On February 6th 2018, a car holding three senior monks crashed into a train at the level crossing between Nai Pa Rai and Kwae Wan villages in Mudon Township. One monk succumbed to his injuries at the scene of the accident.

Similarly, on January 12th 2018, a small truck was crossing the train tracks nearby Pa Nga village, Thanbyuzayat Township, when its engine suddenly died. A train passing through at that time smashed the car into pieces. The driver managed to escape death, but he lost his car and the rubber slices he was transporting.

Traffic accidents at level crossings have been reported throughout Mon State this year, including nearby Kha Rai Paring (Kywe Chan Kone) village, Paung Township on January 8th and on January 14th again in Pa Nga village.

“Traffic accidents frequently happen at our level crossing in Ka Log Tot village [Mudon Township]. A couple years ago a woman who wanted to escape the rain had sped across the railway crossing and was hit by the train,” said Nai Zan, a Ka Log Tot resident.

On July 18th 2016, Mi Kon Ha Lae, 30, and Mehm Thein Win, 7, had hurried to cross the railway at Kaw Pee Htaw village, Mudon Township, as there was heavy rain. Their motorbike crashed into the train and was smashed into pieces.

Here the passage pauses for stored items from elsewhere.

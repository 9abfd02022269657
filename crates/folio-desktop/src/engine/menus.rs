//! Spotlight and context menu operations

use crate::catalog::{LocationKey, LocationRef};
use crate::context_menu::{self, ContextMenuAction};
use crate::spotlight::{SpotlightAction, SpotlightCommand};
use crate::trash::TrashItem;
use crate::window::{WindowEvent, WindowId};
use super::DesktopEngine;

impl DesktopEngine {
    // =========================================================================
    // Spotlight
    // =========================================================================

    /// Show the search panel with a fresh query
    pub fn open_spotlight(&mut self) {
        self.spotlight.open();
    }

    pub fn close_spotlight(&mut self) {
        self.spotlight.close();
    }

    pub fn toggle_spotlight(&mut self) {
        self.spotlight.toggle();
    }

    /// Replace the search text
    pub fn set_spotlight_query(&mut self, query: &str) {
        self.spotlight.set_query(query);
    }

    /// Route a key press to the open panel
    ///
    /// Returns `true` when the panel consumed the key.
    pub fn spotlight_key(&mut self, key: &str) -> bool {
        if !self.spotlight.is_open() {
            return false;
        }
        match self.spotlight.handle_key(key) {
            Some(SpotlightCommand::Activate(action)) => {
                self.run_spotlight_action(action);
                true
            }
            Some(SpotlightCommand::Close) => {
                self.spotlight.close();
                true
            }
            None => matches!(key, "ArrowDown" | "ArrowUp" | "Enter"),
        }
    }

    /// Handle a click on the result at `index`
    pub fn spotlight_click(&mut self, index: usize) -> Option<WindowEvent> {
        let action = self.spotlight.activate_at(index)?;
        self.run_spotlight_action(action)
    }

    /// Carry out a chosen result and close the panel
    pub fn run_spotlight_action(&mut self, action: SpotlightAction) -> Option<WindowEvent> {
        let event = match action {
            SpotlightAction::OpenWindow { window } => self.open_window(window, None).ok(),
            SpotlightAction::OpenLocation { location } => self.open_location(location),
        };
        self.spotlight.close();
        event
    }

    // =========================================================================
    // Context menu
    // =========================================================================

    /// Show the desktop menu at the cursor
    pub fn open_context_menu(&mut self, x: f32, y: f32, viewport_width: f32, viewport_height: f32) {
        let size = self.config.context_menu_size;
        self.context_menu.open_at(x, y, viewport_width, viewport_height, size);
    }

    pub fn close_context_menu(&mut self) {
        self.context_menu.close();
    }

    /// Handle a click on a menu row
    ///
    /// The menu closes whether or not the action did anything. Disabled rows
    /// are inert.
    pub fn context_menu_action(&mut self, action: ContextMenuAction) {
        if context_menu::is_enabled(action, self.trash.len()) {
            self.run_menu_action(action);
        } else {
            log::debug!("ignoring disabled menu action {:?}", action);
        }
        self.context_menu.close();
    }

    fn run_menu_action(&mut self, action: ContextMenuAction) {
        use ContextMenuAction::*;

        match action {
            NewFolder => {
                self.open_location(LocationRef::top(LocationKey::Work));
            }
            GetInfo => {
                self.open_location(LocationRef::top(LocationKey::About));
            }
            ChangeWallpaper => {
                self.open_window(WindowId::Photos, None).ok();
            }
            OpenTerminal => {
                self.open_window(WindowId::Terminal, None).ok();
            }
            OpenFinder => {
                self.open_window(WindowId::Finder, None).ok();
            }
            AddDemoTrash => {
                let id = self.trash.fresh_id(self.now_ms as u64);
                let item = TrashItem::new(id, format!("Deleted Item {}", id), "file");
                self.trash.add(item, self.now_ms);
            }
            EmptyTrash => {
                let removed = self.trash.empty();
                log::debug!("emptied {} items from trash", removed);
            }
            Stacks | SortName | SortKind | SortDate | SortSize | ViewOptions => {}
        }
    }
}
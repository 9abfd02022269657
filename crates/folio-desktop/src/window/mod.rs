//! Window management module
//!
//! Provides the window registry: open/close state, focus, z-order, and
//! per-window content.

mod id;
mod content;
mod state;
mod event;
mod manager;

pub use id::WindowId;
pub use content::{CodeSnippet, ImageFile, TextFile, WindowContent};
pub use state::WindowState;
pub use event::{WindowEvent, WindowObserver};
pub use manager::{WindowManager, MAX_INITIAL_Z};
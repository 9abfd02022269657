//! Global keyboard shortcuts

use serde::Deserialize;

/// Modifier keys held during a key press
#[derive(Clone, Copy, Debug, Default, PartialEq, Eq, Deserialize)]
#[serde(default)]
pub struct Modifiers {
    pub ctrl: bool,
    pub meta: bool,
    pub shift: bool,
    pub alt: bool,
}

impl Modifiers {
    pub const NONE: Modifiers = Modifiers {
        ctrl: false,
        meta: false,
        shift: false,
        alt: false,
    };

    pub const CTRL: Modifiers = Modifiers {
        ctrl: true,
        ..Modifiers::NONE
    };

    pub const META: Modifiers = Modifiers {
        meta: true,
        ..Modifiers::NONE
    };

    /// Cmd on macOS, Ctrl elsewhere
    #[inline]
    pub fn command(&self) -> bool {
        self.ctrl || self.meta
    }
}

/// A desktop-wide shortcut
#[derive(Clone, Copy, Debug, PartialEq, Eq)]
pub enum Shortcut {
    /// Cmd/Ctrl+K
    ToggleSpotlight,
    /// Escape: close spotlight, else the topmost window
    Escape,
    /// Cmd/Ctrl+W
    CloseTopmost,
    /// Cmd/Ctrl+D
    ToggleDarkMode,
}

impl Shortcut {
    /// Map a `KeyboardEvent.key` value and modifiers to a shortcut
    pub fn from_key(key: &str, modifiers: Modifiers) -> Option<Self> {
        if key == "Escape" {
            return Some(Shortcut::Escape);
        }
        if !modifiers.command() {
            return None;
        }
        match key {
            "k" => Some(Shortcut::ToggleSpotlight),
            "w" => Some(Shortcut::CloseTopmost),
            "d" => Some(Shortcut::ToggleDarkMode),
            _ => None,
        }
    }
}
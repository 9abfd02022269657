//! Searchable item index built from the catalog

use serde::Serialize;

use crate::catalog::{self, LocationRef, DOCK_APPS, NAV_LINKS};
use crate::window::WindowId;

/// What happens when a result is chosen
#[derive(Clone, Copy, Debug, PartialEq, Eq, Serialize)]
#[serde(tag = "type", rename_all = "snake_case")]
pub enum SpotlightAction {
    /// Open a window
    OpenWindow { window: WindowId },
    /// Point Finder at a folder and open it
    OpenLocation { location: LocationRef },
}

/// One searchable entry
#[derive(Clone, Debug, PartialEq, Serialize)]
pub struct SearchItem {
    /// Unique key for the result list
    pub id: String,
    pub name: &'static str,
    /// Category label ("Application", "Folder", "TXT", ...)
    pub kind: String,
    /// Icon hint for the shell
    pub icon: &'static str,
    /// Enclosing project for nested files
    #[serde(skip_serializing_if = "Option::is_none")]
    pub parent_name: Option<&'static str>,
    pub action: SpotlightAction,
}

impl SearchItem {
    /// Case-insensitive match against name, category, or parent
    pub fn matches(&self, needle_lower: &str) -> bool {
        self.name.to_lowercase().contains(needle_lower)
            || self.kind.to_lowercase().contains(needle_lower)
            || self
                .parent_name
                .is_some_and(|parent| parent.to_lowercase().contains(needle_lower))
    }
}

/// Build the full index: apps, quick actions, then locations and their
/// contents in sidebar order
pub fn build_index() -> Vec<SearchItem> {
    let mut items = Vec::new();

    for app in DOCK_APPS.iter() {
        if let Some(window) = app.window() {
            items.push(SearchItem {
                id: format!("app-{}", app.id()),
                name: app.name,
                kind: "Application".to_string(),
                icon: "app",
                parent_name: None,
                action: SpotlightAction::OpenWindow { window },
            });
        }
    }

    for link in NAV_LINKS.iter() {
        items.push(SearchItem {
            id: format!("nav-{}", link.id),
            name: link.name,
            kind: "Quick Action".to_string(),
            icon: "action",
            parent_name: None,
            action: SpotlightAction::OpenWindow { window: link.target },
        });
    }

    for loc in catalog::locations() {
        let top = LocationRef::top(loc.key);
        items.push(SearchItem {
            id: format!("loc-{}", loc.id),
            name: loc.name,
            kind: "Folder".to_string(),
            icon: "folder",
            parent_name: None,
            action: SpotlightAction::OpenLocation { location: top },
        });

        for child in loc.children {
            match child.file_kind() {
                None => {
                    let project = LocationRef::project(loc.key, child.id);
                    items.push(SearchItem {
                        id: format!("folder-{}", child.id),
                        name: child.name,
                        kind: "Project".to_string(),
                        icon: "folder",
                        parent_name: None,
                        action: SpotlightAction::OpenLocation { location: project },
                    });

                    for file in child.children {
                        let (kind, icon) = file_labels(file.file_kind());
                        items.push(SearchItem {
                            id: format!("file-{}-{}", child.id, file.id),
                            name: file.name,
                            kind,
                            icon,
                            parent_name: Some(child.name),
                            action: SpotlightAction::OpenLocation { location: project },
                        });
                    }
                }
                Some(file_kind) => {
                    let (kind, icon) = file_labels(Some(file_kind));
                    items.push(SearchItem {
                        id: format!("file-{}-{}", loc.id, child.id),
                        name: child.name,
                        kind,
                        icon,
                        parent_name: None,
                        action: SpotlightAction::OpenLocation { location: top },
                    });
                }
            }
        }
    }

    items
}

fn file_labels(kind: Option<catalog::FileKind>) -> (String, &'static str) {
    match kind {
        Some(kind) => (kind.as_str().to_uppercase(), kind.as_str()),
        None => ("File".to_string(), "file"),
    }
}

#[cfg(test)]
mod tests {
    use super::*;
    use crate::catalog::LocationKey;

    #[test]
    fn test_index_starts_with_apps() {
        let index = build_index();
        let apps: Vec<&SearchItem> = index.iter().filter(|i| i.kind == "Application").collect();
        // Trash cannot be opened, so it is not searchable
        assert_eq!(apps.len(), 6);
        assert_eq!(index[0].id, "app-finder");
        assert_eq!(index[0].name, "Portfolio");
    }

    #[test]
    fn test_nested_files_carry_parent() {
        let index = build_index();
        let map = index.iter().find(|i| i.name == "DDOSMap.png").unwrap();
        assert_eq!(map.kind, "IMG");
        assert_eq!(map.icon, "img");
        assert_eq!(map.parent_name, Some("Sentinel DDOS Attack Map"));
        assert_eq!(
            map.action,
            SpotlightAction::OpenLocation { location: LocationRef::project(LocationKey::Work, 6) }
        );
    }

    #[test]
    fn test_loose_files_open_their_location() {
        let index = build_index();
        let resume = index.iter().find(|i| i.name == "Resume.pdf").unwrap();
        assert_eq!(resume.id, "file-3-1");
        assert_eq!(resume.kind, "PDF");
        assert_eq!(
            resume.action,
            SpotlightAction::OpenLocation { location: LocationRef::top(LocationKey::Resume) }
        );
    }

    #[test]
    fn test_matches_is_case_insensitive() {
        let index = build_index();
        let item = index.iter().find(|i| i.name == "Uphoria.txt").unwrap();
        assert!(item.matches("uphoria"));
        assert!(item.matches("txt"));
        assert!(item.matches("music recommendation"));
        assert!(!item.matches("kubernetes"));
    }
}
//! Desktop state for the portfolio shell
//!
//! This crate provides the core desktop environment functionality:
//! - Window management (open, close, focus, z-order)
//! - Dock, menu-bar, and Finder launchers over a static catalog
//! - Spotlight search and the desktop context menu
//! - Keyboard shortcuts and drag-to-trash
//! - Dynamic island status widget, music player, and control center
//!
//! ## Architecture
//!
//! The crate is organized into focused modules:
//!
//! - [`window`]: Window registry and z-order
//! - [`catalog`]: Dock apps, nav links, and Finder folder trees
//! - [`spotlight`]: Search index and panel state
//! - [`context_menu`]: Right-click menu entries and placement
//! - [`input`]: Shortcut mapping and drop payloads
//! - [`island`]: Status widget state machine
//! - [`music`]: Playlist and simulated playback
//! - [`control_center`]: Connectivity toggles and appearance
//! - [`persistence`]: State serialization for the shell
//!
//! ## Example
//!
//! ```rust
//! use folio_desktop::{DesktopEngine, WindowId};
//!
//! let mut engine = DesktopEngine::default();
//! engine.open_window(WindowId::Finder, None).unwrap();
//! engine.open_window(WindowId::Terminal, None).unwrap();
//! engine.close_window(WindowId::Terminal);
//!
//! assert_eq!(engine.windows.topmost(), Some(WindowId::Finder));
//! ```
//!
//! ## Design Principles
//!
//! 1. **Pure Rust Core**: All state management is pure Rust, testable without browser
//! 2. **Time Abstraction**: Timers take `now_ms` from the host for deterministic testing
//! 3. **No Globals**: The host owns one [`DesktopEngine`] and routes events through it

pub mod window;
pub mod catalog;
pub mod location;
pub mod trash;
pub mod spotlight;
pub mod context_menu;
pub mod input;
pub mod island;
pub mod music;
pub mod control_center;
pub mod persistence;
pub mod config;
pub mod error;

mod engine;

// WASM exports (only available with "wasm" feature)
#[cfg(feature = "wasm")]
mod wasm;
#[cfg(feature = "wasm")]
pub use wasm::*;

// Re-export core types for convenience
pub use window::{WindowContent, WindowEvent, WindowId, WindowManager, WindowObserver, WindowState};
pub use catalog::{FinderNode, LocationKey, LocationRef};
pub use context_menu::ContextMenuAction;
pub use control_center::{ControlCenter, Theme};
pub use music::MusicPlayer;
pub use input::{InputResult, Modifiers};
pub use persistence::Snapshot;
pub use config::DesktopConfig;
pub use error::{DesktopError, DesktopResult};

pub use engine::DesktopEngine;

/// Base z-index handed out before the first window opens
pub use config::INITIAL_Z;
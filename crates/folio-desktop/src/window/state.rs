//! Per-window registry entry

use serde::{Deserialize, Serialize};

use super::{WindowContent, WindowId};

/// Registry slot for one window
#[derive(Clone, Debug, PartialEq, Serialize, Deserialize)]
pub struct WindowState {
    /// Which window this slot belongs to
    pub id: WindowId,
    /// Whether the window is currently shown
    pub is_open: bool,
    /// Stacking order (higher is on top)
    pub z_index: u32,
    /// Content to display, left in place across close/open
    pub data: Option<WindowContent>,
}

impl WindowState {
    /// Fresh closed slot
    pub fn closed(id: WindowId, z_index: u32) -> Self {
        Self {
            id,
            is_open: false,
            z_index,
            data: None,
        }
    }
}
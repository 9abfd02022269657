//! Desktop tunables

use serde::{Deserialize, Serialize};

/// Stacking order every window starts with before it is first opened
pub const INITIAL_Z: u32 = 1000;

/// Maximum number of spotlight results shown at once
pub const SPOTLIGHT_RESULT_LIMIT: usize = 8;

/// How long a notification stays in the island (ms)
pub const NOTIFICATION_DURATION_MS: f64 = 3000.0;

/// Context menu footprint used to keep it on screen
#[derive(Clone, Copy, Debug, PartialEq, Serialize, Deserialize)]
pub struct MenuSize {
    pub width: f32,
    pub height: f32,
}

impl Default for MenuSize {
    fn default() -> Self {
        Self {
            width: 220.0,
            height: 350.0,
        }
    }
}

/// Configuration for a [`DesktopEngine`](crate::DesktopEngine)
///
/// Missing fields fall back to their defaults when deserialized, so the
/// browser shell can pass a partial JSON object.
#[derive(Clone, Debug, PartialEq, Serialize, Deserialize)]
#[serde(default)]
pub struct DesktopConfig {
    /// Seed z-index for every window
    pub initial_z: u32,
    /// Spotlight result cap
    pub spotlight_result_limit: usize,
    /// Context menu size for viewport clamping
    pub context_menu_size: MenuSize,
    /// Notification auto-dismiss delay in milliseconds
    pub notification_duration_ms: f64,
    /// Push an island notification whenever a window opens
    pub notify_on_open: bool,
}

impl Default for DesktopConfig {
    fn default() -> Self {
        Self {
            initial_z: INITIAL_Z,
            spotlight_result_limit: SPOTLIGHT_RESULT_LIMIT,
            context_menu_size: MenuSize::default(),
            notification_duration_ms: NOTIFICATION_DURATION_MS,
            notify_on_open: true,
        }
    }
}
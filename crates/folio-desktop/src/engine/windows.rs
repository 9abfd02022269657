//! Window lifecycle and launcher operations

use crate::catalog::{self, DockTarget, FileKind, FinderNode, LocationRef};
use crate::error::{DesktopError, DesktopResult};
use crate::window::{ImageFile, TextFile, WindowContent, WindowEvent, WindowId};
use super::DesktopEngine;

impl DesktopEngine {
    /// Open a window on top, optionally replacing its content
    pub fn open_window(&mut self, id: WindowId, data: Option<WindowContent>) -> DesktopResult<WindowEvent> {
        let result = self.windows.open(id, data);
        log_rejected(&result);
        self.flush_events();
        result
    }

    /// Open a window by wire name
    pub fn open_window_by_name(&mut self, name: &str, data: Option<WindowContent>) -> DesktopResult<WindowEvent> {
        let result = self.windows.open_by_name(name, data);
        log_rejected(&result);
        self.flush_events();
        result
    }

    /// Close a window
    pub fn close_window(&mut self, id: WindowId) -> Option<WindowEvent> {
        let event = self.windows.close(id);
        self.flush_events();
        event
    }

    /// Close a window by wire name
    pub fn close_window_by_name(&mut self, name: &str) -> DesktopResult<Option<WindowEvent>> {
        let result = self.windows.close_by_name(name);
        self.flush_events();
        result
    }

    /// Bring an open window to the front (clicked or dragged)
    pub fn focus_window(&mut self, id: WindowId) -> Option<WindowEvent> {
        let event = self.windows.focus(id);
        self.flush_events();
        event
    }

    /// Close the topmost window, if any
    pub fn close_topmost(&mut self) -> Option<WindowId> {
        let id = self.windows.topmost()?;
        self.close_window(id);
        Some(id)
    }

    /// Handle a click on a dock icon
    ///
    /// Window icons toggle their window; the trash icon toggles its menu.
    pub fn toggle_dock_app(&mut self, app_id: &str) -> DesktopResult<Option<WindowEvent>> {
        let Some(app) = catalog::dock_app(app_id) else {
            log::error!("Window not found for app: {}", app_id);
            return Err(DesktopError::UnknownDockApp(app_id.to_string()));
        };

        match app.target {
            DockTarget::Trash => {
                self.trash_menu_open = !self.trash_menu_open;
                Ok(None)
            }
            DockTarget::Window(_) if !app.can_open => Ok(None),
            DockTarget::Window(id) => {
                let event = self.windows.toggle(id);
                self.flush_events();
                Ok(Some(event))
            }
        }
    }

    /// Handle a click on a menu-bar link
    pub fn open_nav_link(&mut self, link_id: u32) -> Option<WindowEvent> {
        let link = catalog::nav_link(link_id)?;
        self.open_window(link.target, None).ok()
    }

    /// Point Finder at a folder and bring it up
    ///
    /// Unknown folders leave Finder where it was and open nothing.
    pub fn open_location(&mut self, loc: LocationRef) -> Option<WindowEvent> {
        if !self.locations.set_active(loc) {
            return None;
        }
        self.open_window(WindowId::Finder, Some(WindowContent::Folder(loc))).ok()
    }

    /// Open a Finder entry in the window that shows it
    ///
    /// A folder node only brings Finder forward; pointing it at the folder
    /// needs the enclosing location, see [`open_location`](Self::open_location).
    pub fn open_file(&mut self, node: &FinderNode) -> DesktopResult<Option<WindowEvent>> {
        let Some(kind) = node.file_kind() else {
            return self.open_window(WindowId::Finder, None).map(Some);
        };

        let (id, data) = match kind {
            FileKind::Txt => (
                WindowId::TxtFile,
                Some(WindowContent::Text(TextFile {
                    name: node.name.to_string(),
                    subtitle: node.subtitle.map(str::to_string),
                    image: node.image.map(str::to_string),
                    description: node.description.iter().map(|line| line.to_string()).collect(),
                })),
            ),
            FileKind::Img => (
                WindowId::ImgFile,
                Some(WindowContent::Image(ImageFile {
                    name: node.name.to_string(),
                    image_url: node.image_url.unwrap_or_default().to_string(),
                })),
            ),
            FileKind::Url | FileKind::Fig => match node.href {
                Some(href) => (WindowId::Safari, Some(WindowContent::Link { url: href.to_string() })),
                None => return Ok(None),
            },
            FileKind::Pdf => (WindowId::Resume, None),
        };

        self.open_window(id, data).map(Some)
    }
}

/// Unknown names are already logged at lookup
fn log_rejected(result: &DesktopResult<WindowEvent>) {
    if let Err(err @ DesktopError::ContentMismatch { .. }) = result {
        log::error!("{}", err);
    }
}
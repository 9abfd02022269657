//! Browser tests for the wasm controller
//!
//! Run with `wasm-pack test --headless --firefox -- --features wasm`.

#![cfg(all(target_arch = "wasm32", feature = "wasm"))]

use folio_desktop::DesktopController;
use wasm_bindgen_test::*;

wasm_bindgen_test_configure!(run_in_browser);

#[wasm_bindgen_test]
fn test_controller_window_flow() {
    let mut desktop = DesktopController::new(None);

    assert!(desktop.open_window("finder", None));
    assert!(desktop.open_window("terminal", None));
    assert!(desktop.close_window("terminal"));
    assert_eq!(desktop.get_topmost().as_deref(), Some("finder"));

    assert!(!desktop.open_window("notepad", None));
    assert!(!desktop.close_window("terminal"));
}

#[wasm_bindgen_test]
fn test_controller_config_and_content() {
    let mut desktop = DesktopController::new(Some(r#"{"initial_z": 10}"#.to_string()));

    let link = r#"{"kind": "link", "url": "https://example.com"}"#.to_string();
    assert!(desktop.open_window("safari", Some(link)));
    assert!(desktop.get_window_json("safari").contains("\"z_index\":11"));

    // Wrong content for the window is refused
    let link = r#"{"kind": "link", "url": "https://example.com"}"#.to_string();
    assert!(!desktop.open_window("photos", Some(link)));
}

#[wasm_bindgen_test]
fn test_controller_shortcuts() {
    let mut desktop = DesktopController::new(None);
    desktop.open_window("contact", None);

    let result = desktop.handle_key("w", true, false, false, false);
    assert!(result.contains("closed_window"));
    assert!(desktop.get_topmost().is_none());
    assert!(!desktop.drop_on_trash("{bad"));
}

#[wasm_bindgen_test]
fn test_controller_island_feeds() {
    let mut desktop = DesktopController::new(None);

    assert!(desktop.set_github_json(r#"{"commit_streak": 5, "recent_activity": []}"#));
    desktop.set_github_typing(true);
    let island = desktop.get_island_json();
    assert!(island.contains("\"commit_streak\":5"));
    assert!(island.contains("\"is_typing\":true"));

    let reading = r#"{"current": {"temperature_2m": 18.2, "weather_code": 0}, "daily": {}}"#;
    assert!(desktop.set_weather_reading_json(reading, 10));
    assert!(desktop.get_island_json().contains("\"temperature\":18"));
    assert!(!desktop.set_weather_json("{oops"));
}

#[wasm_bindgen_test]
fn test_controller_widgets() {
    let mut desktop = DesktopController::new(None);

    assert!(desktop.music_play_pause());
    desktop.music_next();
    assert!(desktop.get_music_json().contains("Starboy"));

    assert!(desktop.set_theme("dark"));
    assert!(desktop.is_dark_mode());
    assert!(!desktop.set_theme("sepia"));
    assert!(desktop.toggle_airplane_mode());
    assert!(desktop.get_control_center_json().contains("\"wifi\":false"));
}
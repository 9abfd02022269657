//! Error types for desktop operations
//!
//! Every error here is local and recoverable. Callers log and carry on;
//! the worst outcome is a stale or placeholder panel.

use crate::window::WindowId;

/// Errors produced by desktop state operations.
#[derive(Clone, Debug, PartialEq, Eq, thiserror::Error)]
pub enum DesktopError {
    /// A window id string did not match any registered window.
    #[error("window not found: {0}")]
    UnknownWindow(String),

    /// A dock entry id did not match any dock app.
    #[error("dock app not found: {0}")]
    UnknownDockApp(String),

    /// A content payload was handed to a window that cannot display it.
    #[error("{content} content cannot be shown in the {window} window")]
    ContentMismatch {
        window: WindowId,
        content: &'static str,
    },

    /// A drag-and-drop payload could not be decoded.
    #[error("malformed drop payload: {0}")]
    MalformedPayload(String),
}

/// Convenience alias for desktop results.
pub type DesktopResult<T> = Result<T, DesktopError>;
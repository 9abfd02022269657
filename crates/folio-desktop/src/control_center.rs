//! Menu-bar control center
//!
//! Connectivity toggles, volume and brightness sliders, and the
//! appearance choice that decides dark mode.

use serde::{Deserialize, Serialize};

/// Appearance choice
#[derive(Clone, Copy, Debug, Default, PartialEq, Eq, Serialize, Deserialize)]
#[serde(rename_all = "lowercase")]
pub enum Theme {
    #[default]
    Light,
    Dark,
    /// Follow the host's color-scheme preference
    System,
}

impl Theme {
    /// Fixed dark flag, or `None` when the host decides
    pub fn dark_mode(self) -> Option<bool> {
        match self {
            Theme::Light => Some(false),
            Theme::Dark => Some(true),
            Theme::System => None,
        }
    }

    /// Theme after the dark-mode shortcut
    ///
    /// `System` counts as not dark, so the shortcut lands on `Dark`.
    pub fn toggled(self) -> Self {
        match self {
            Theme::Dark => Theme::Light,
            Theme::Light | Theme::System => Theme::Dark,
        }
    }
}

/// Control center panel state
#[derive(Clone, Debug, PartialEq, Eq, Serialize)]
pub struct ControlCenter {
    pub is_open: bool,
    wifi: bool,
    bluetooth: bool,
    sound: bool,
    airplane_mode: bool,
    /// Percent
    volume: u8,
    /// Percent
    brightness: u8,
    theme: Theme,
}

impl Default for ControlCenter {
    fn default() -> Self {
        Self {
            is_open: false,
            wifi: true,
            bluetooth: true,
            sound: true,
            airplane_mode: false,
            volume: 75,
            brightness: 100,
            theme: Theme::Light,
        }
    }
}

impl ControlCenter {
    pub fn new() -> Self {
        Self::default()
    }

    pub fn toggle(&mut self) {
        self.is_open = !self.is_open;
    }

    pub fn close(&mut self) {
        self.is_open = false;
    }

    #[inline]
    pub fn wifi(&self) -> bool {
        self.wifi
    }

    #[inline]
    pub fn bluetooth(&self) -> bool {
        self.bluetooth
    }

    #[inline]
    pub fn sound(&self) -> bool {
        self.sound
    }

    #[inline]
    pub fn airplane_mode(&self) -> bool {
        self.airplane_mode
    }

    #[inline]
    pub fn volume(&self) -> u8 {
        self.volume
    }

    #[inline]
    pub fn brightness(&self) -> u8 {
        self.brightness
    }

    #[inline]
    pub fn theme(&self) -> Theme {
        self.theme
    }

    /// Flip airplane mode; turning it on cuts wifi and bluetooth
    pub fn toggle_airplane_mode(&mut self) -> bool {
        self.airplane_mode = !self.airplane_mode;
        if self.airplane_mode {
            self.wifi = false;
            self.bluetooth = false;
        }
        self.airplane_mode
    }

    /// Flip wifi; locked off in airplane mode
    pub fn toggle_wifi(&mut self) -> bool {
        if !self.airplane_mode {
            self.wifi = !self.wifi;
        }
        self.wifi
    }

    /// Flip bluetooth; locked off in airplane mode
    pub fn toggle_bluetooth(&mut self) -> bool {
        if !self.airplane_mode {
            self.bluetooth = !self.bluetooth;
        }
        self.bluetooth
    }

    pub fn toggle_sound(&mut self) -> bool {
        self.sound = !self.sound;
        self.sound
    }

    /// Set the volume (clamped to 100); zero mutes
    pub fn set_volume(&mut self, volume: u8) {
        self.volume = volume.min(100);
        self.sound = self.volume > 0;
    }

    /// Set the brightness, clamped to 100
    pub fn set_brightness(&mut self, brightness: u8) {
        self.brightness = brightness.min(100);
    }

    pub fn set_theme(&mut self, theme: Theme) {
        log::debug!("theme set to {:?}", theme);
        self.theme = theme;
    }

    /// Apply the dark-mode shortcut
    pub fn toggle_dark_mode(&mut self) -> Theme {
        self.set_theme(self.theme.toggled());
        self.theme
    }

    /// Whether the desktop renders dark, given the host's preference
    pub fn is_dark(&self, system_prefers_dark: bool) -> bool {
        self.theme.dark_mode().unwrap_or(system_prefers_dark)
    }
}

Mi Kon Ha Lae died immediately at the scene, while Mehm Thein Win was seriously injured.

“I think there should be some protection at level crossings because accidents are happening frequently right now. Level crossings inside the villages have no gate and busy people don’t pay any special attention when crossing the railway. When this coincides with a train, it’s dangerous,” said Nai Bnyair Gajot, a Pa Nga resident.

According to U Tun Htay, the Mon State Minister of Agriculture, Livestock, and Transportation, two gates cannot be put up within less than a mile of each other, so level crossings inside villages cannot have gates. They only have signs advising motorists to “Stop, Check, and Go.” The minister also warned that people should be careful when crossing the railway.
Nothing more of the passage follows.